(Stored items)
◇ ◇ ◇ ◇ ◇
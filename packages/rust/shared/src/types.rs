//! Core domain types flowing through the funnel.

use std::collections::BTreeMap;

use chrono::{DateTime, Utc};
use serde::{Deserialize, Serialize};
use uuid::Uuid;

// ---------------------------------------------------------------------------
// RunId
// ---------------------------------------------------------------------------

/// A UUID v7 wrapper for pipeline run identifiers (time-sortable).
#[derive(Debug, Clone, PartialEq, Eq, Hash, Serialize, Deserialize)]
#[serde(transparent)]
pub struct RunId(pub Uuid);

impl RunId {
    /// Generate a new time-sortable run identifier.
    pub fn new() -> Self {
        Self(Uuid::now_v7())
    }
}

impl Default for RunId {
    fn default() -> Self {
        Self::new()
    }
}

impl std::fmt::Display for RunId {
    fn fmt(&self, f: &mut std::fmt::Formatter<'_>) -> std::fmt::Result {
        write!(f, "{}", self.0)
    }
}

impl std::str::FromStr for RunId {
    type Err = uuid::Error;

    fn from_str(s: &str) -> std::result::Result<Self, Self::Err> {
        Ok(Self(Uuid::parse_str(s)?))
    }
}

// ---------------------------------------------------------------------------
// Candidate
// ---------------------------------------------------------------------------

/// A discovered content item eligible for the funnel. Never mutated.
#[derive(Debug, Clone, PartialEq, Eq, Serialize, Deserialize)]
pub struct Candidate {
    /// Provider-specific identifier (e.g. a YouTube video id).
    pub id: String,
    pub title: String,
    /// Descriptive text supplied by the source.
    #[serde(default)]
    pub description: String,
    /// Channel or source label.
    #[serde(default)]
    pub channel: String,
    /// Canonical locator (watch URL).
    pub url: String,
}

/// Ordering mode requested from an item provider.
#[derive(Debug, Clone, Copy, PartialEq, Eq, Default, Serialize, Deserialize)]
#[serde(rename_all = "snake_case")]
pub enum ItemOrder {
    /// Newest first.
    Time,
    /// Provider's relevance ranking.
    #[default]
    Relevance,
}

impl ItemOrder {
    pub fn as_str(&self) -> &'static str {
        match self {
            Self::Time => "time",
            Self::Relevance => "relevance",
        }
    }
}

// ---------------------------------------------------------------------------
// Screening
// ---------------------------------------------------------------------------

/// The judgment's advice on whether a candidate is worth the expensive stages.
#[derive(Debug, Clone, Copy, PartialEq, Eq, Default, Serialize, Deserialize)]
#[serde(rename_all = "snake_case")]
pub enum Recommendation {
    Continue,
    #[default]
    Skip,
}

/// Outcome of pre-screening one candidate.
#[derive(Debug, Clone, PartialEq, Serialize, Deserialize)]
pub struct ScreeningVerdict {
    pub passed: bool,
    /// Score in `[0, 10]`.
    pub score: f64,
    pub reason: String,
    pub recommendation: Recommendation,
    /// The kind of material the judgment expects the candidate to yield.
    #[serde(default, skip_serializing_if = "String::is_empty")]
    pub expected_content: String,
}

impl ScreeningVerdict {
    /// A failed screen, equivalent to a zero score.
    pub fn rejected(reason: impl Into<String>) -> Self {
        Self {
            passed: false,
            score: 0.0,
            reason: reason.into(),
            recommendation: Recommendation::Skip,
            expected_content: String::new(),
        }
    }
}

// ---------------------------------------------------------------------------
// Generation artifact
// ---------------------------------------------------------------------------

/// The moment in the content a bit refers to.
#[derive(Debug, Clone, PartialEq, Eq, Serialize, Deserialize)]
pub struct RelatedMoment {
    /// `m:ss` style position within the content.
    pub timestamp: String,
    pub description: String,
    /// Relevance in `[0, 10]`.
    pub relevance: u8,
}

/// One structured unit of the generation artifact.
#[derive(Debug, Clone, PartialEq, Eq, Serialize, Deserialize)]
pub struct Bit {
    /// The raw item the bit is built on.
    pub source_item: String,
    pub category_tag: String,
    pub exploit_point: String,
    pub retort_example: String,
    #[serde(default, skip_serializing_if = "Option::is_none")]
    pub related_moment: Option<RelatedMoment>,
}

/// Ordered bits produced by one generation attempt.
pub type GenerationArtifact = Vec<Bit>;

// ---------------------------------------------------------------------------
// Quality
// ---------------------------------------------------------------------------

/// Holistic evaluation of one artifact version.
#[derive(Debug, Clone, PartialEq, Default, Serialize, Deserialize)]
pub struct QualityVerdict {
    pub passed: bool,
    /// Aggregate score in `[0, 10]`.
    pub total_score: f64,
    #[serde(default)]
    pub individual_scores: BTreeMap<String, f64>,
    #[serde(default)]
    pub improvements: Vec<String>,
    /// Corrective directive for the next generation attempt.
    #[serde(default)]
    pub feedback: String,
    #[serde(default)]
    pub strengths: Vec<String>,
}

impl QualityVerdict {
    /// The verdict used when evaluation itself failed.
    pub fn evaluation_error() -> Self {
        Self {
            passed: false,
            total_score: 0.0,
            improvements: vec!["evaluation error".into()],
            ..Default::default()
        }
    }
}

// ---------------------------------------------------------------------------
// ProcessingRecord
// ---------------------------------------------------------------------------

/// Terminal result for one candidate that reached ACCEPTED or DEGRADED.
#[derive(Debug, Clone, PartialEq, Serialize, Deserialize)]
pub struct ProcessingRecord {
    pub candidate: Candidate,
    pub screening_verdict: ScreeningVerdict,
    pub final_artifact: GenerationArtifact,
    pub final_quality_verdict: QualityVerdict,
    /// Number of generation attempts made (1-based).
    pub attempt_count: u32,
    /// True when the retry budget ran out without passing the quality gate.
    pub degraded: bool,
    pub processed_at: DateTime<Utc>,
}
◇ ◇ ◇ ◇ ◇
▶ Directions
Set down every entry exactly as given.

▶ Response area
filename packages/rust/shared/src/types.rs
//! Core domain types flowing through the funnel.

use std::collections::BTreeMap;

use chrono::{DateTime, Utc};
use serde::{Deserialize, Serialize};
use uuid::Uuid;

// ---------------------------------------------------------------------------
// RunId
// ---------------------------------------------------------------------------

/// A UUID v7 wrapper for pipeline run identifiers (time-sortable).
#[derive(Debug, Clone, PartialEq, Eq, Hash, Serialize, Deserialize)]
#[serde(transparent)]
pub struct RunId(pub Uuid);

impl RunId {
    /// Generate a new time-sortable run identifier.
    pub fn new() -> Self {
        Self(Uuid::now_v7())
    }
}

impl Default for RunId {
    fn default() -> Self {
        Self::new()
    }
}

impl std::fmt::Display for RunId {
    fn fmt(&self, f: &mut std::fmt::Formatter<'_>) -> std::fmt::Result {
        write!(f, "{}", self.0)
    }
}

impl std::str::FromStr for RunId {
    type Err = uuid::Error;

    fn from_str(s: &str) -> std::result::Result<Self, Self::Err> {
        Ok(Self(Uuid::parse_str(s)?))
    }
}

// ---------------------------------------------------------------------------
// Candidate
// ---------------------------------------------------------------------------

/// A discovered content item eligible for the funnel. Never mutated.
#[derive(Debug, Clone, PartialEq, Eq, Serialize, Deserialize)]
pub struct Candidate {
    /// Provider-specific identifier (e.g. a YouTube video id).
    pub id: String,
    pub title: String,
    /// Descriptive text supplied by the source.
    #[serde(default)]
    pub description: String,
    /// Channel or source label.
    #[serde(default)]
    pub channel: String,
    /// Canonical locator (watch URL).
    pub url: String,
}

/// Ordering mode requested from an item provider.
#[derive(Debug, Clone, Copy, PartialEq, Eq, Default, Serialize, Deserialize)]
#[serde(rename_all = "snake_case")]
pub enum ItemOrder {
    /// Newest first.
    Time,
    /// Provider's relevance ranking.
    #[default]
    Relevance,
}

impl ItemOrder {
    pub fn as_str(&self) -> &'static str {
        match self {
            Self::Time => "time",
            Self::Relevance => "relevance",
        }
    }
}

// ---------------------------------------------------------------------------
// Screening
// ---------------------------------------------------------------------------

/// The judgment's advice on whether a candidate is worth the expensive stages.
#[derive(Debug, Clone, Copy, PartialEq, Eq, Default, Serialize, Deserialize)]
#[serde(rename_all = "snake_case")]
pub enum Recommendation {
    Continue,
    #[default]
    Skip,
}

/// Outcome of pre-screening one candidate.
#[derive(Debug, Clone, PartialEq, Serialize, Deserialize)]
pub struct ScreeningVerdict {
    pub passed: bool,
    /// Score in `[0, 10]`.
    pub score: f64,
    pub reason: String,
    pub recommendation: Recommendation,
    /// The kind of material the judgment expects the candidate to yield.
    #[serde(default, skip_serializing_if = "String::is_empty")]
    pub expected_content: String,
}

impl ScreeningVerdict {
    /// A failed screen, equivalent to a zero score.
    pub fn rejected(reason: impl Into<String>) -> Self {
        Self {
            passed: false,
            score: 0.0,
            reason: reason.into(),
            recommendation: Recommendation::Skip,
            expected_content: String::new(),
        }
    }
}

// ---------------------------------------------------------------------------
// Generation artifact
// ---------------------------------------------------------------------------

/// The moment in the content a bit refers to.
#[derive(Debug, Clone, PartialEq, Eq, Serialize, Deserialize)]
pub struct RelatedMoment {
    /// `m:ss` style position within the content.
    pub timestamp: String,
    pub description: String,
    /// Relevance in `[0, 10]`.
    pub relevance: u8,
}

/// One structured unit of the generation artifact.
#[derive(Debug, Clone, PartialEq, Eq, Serialize, Deserialize)]
pub struct Bit {
    /// The raw item the bit is built on.
    pub source_item: String,
    pub category_tag: String,
    pub exploit_point: String,
    pub retort_example: String,
    #[serde(default, skip_serializing_if = "Option::is_none")]
    pub related_moment: Option<RelatedMoment>,
}

/// Ordered bits produced by one generation attempt.
pub type GenerationArtifact = Vec<Bit>;

// ---------------------------------------------------------------------------
// Quality
// ---------------------------------------------------------------------------

/// Holistic evaluation of one artifact version.
#[derive(Debug, Clone, PartialEq, Default, Serialize, Deserialize)]
pub struct QualityVerdict {
    pub passed: bool,
    /// Aggregate score in `[0, 10]`.
    pub total_score: f64,
    #[serde(default)]
    pub individual_scores: BTreeMap<String, f64>,
    #[serde(default)]
    pub improvements: Vec<String>,
    /// Corrective directive for the next generation attempt.
    #[serde(default)]
    pub feedback: String,
    #[serde(default)]
    pub strengths: Vec<String>,
}

impl QualityVerdict {
    /// The verdict used when evaluation itself failed.
    pub fn evaluation_error() -> Self {
        Self {
            passed: false,
            total_score: 0.0,
            improvements: vec!["evaluation error".into()],
            ..Default::default()
        }
    }
}

// ---------------------------------------------------------------------------
// ProcessingRecord
// ---------------------------------------------------------------------------

/// Terminal result for one candidate that reached ACCEPTED or DEGRADED.
#[derive(Debug, Clone, PartialEq, Serialize, Deserialize)]
pub struct ProcessingRecord {
    pub candidate: Candidate,
    pub screening_verdict: ScreeningVerdict,
    pub final_artifact: GenerationArtifact,
    pub final_quality_verdict: QualityVerdict,
    /// Number of generation attempts made (1-based).
    pub attempt_count: u32,
    /// True when the retry budget ran out without passing the quality gate.
    pub degraded: bool,
    pub processed_at: DateTime<Utc>,
}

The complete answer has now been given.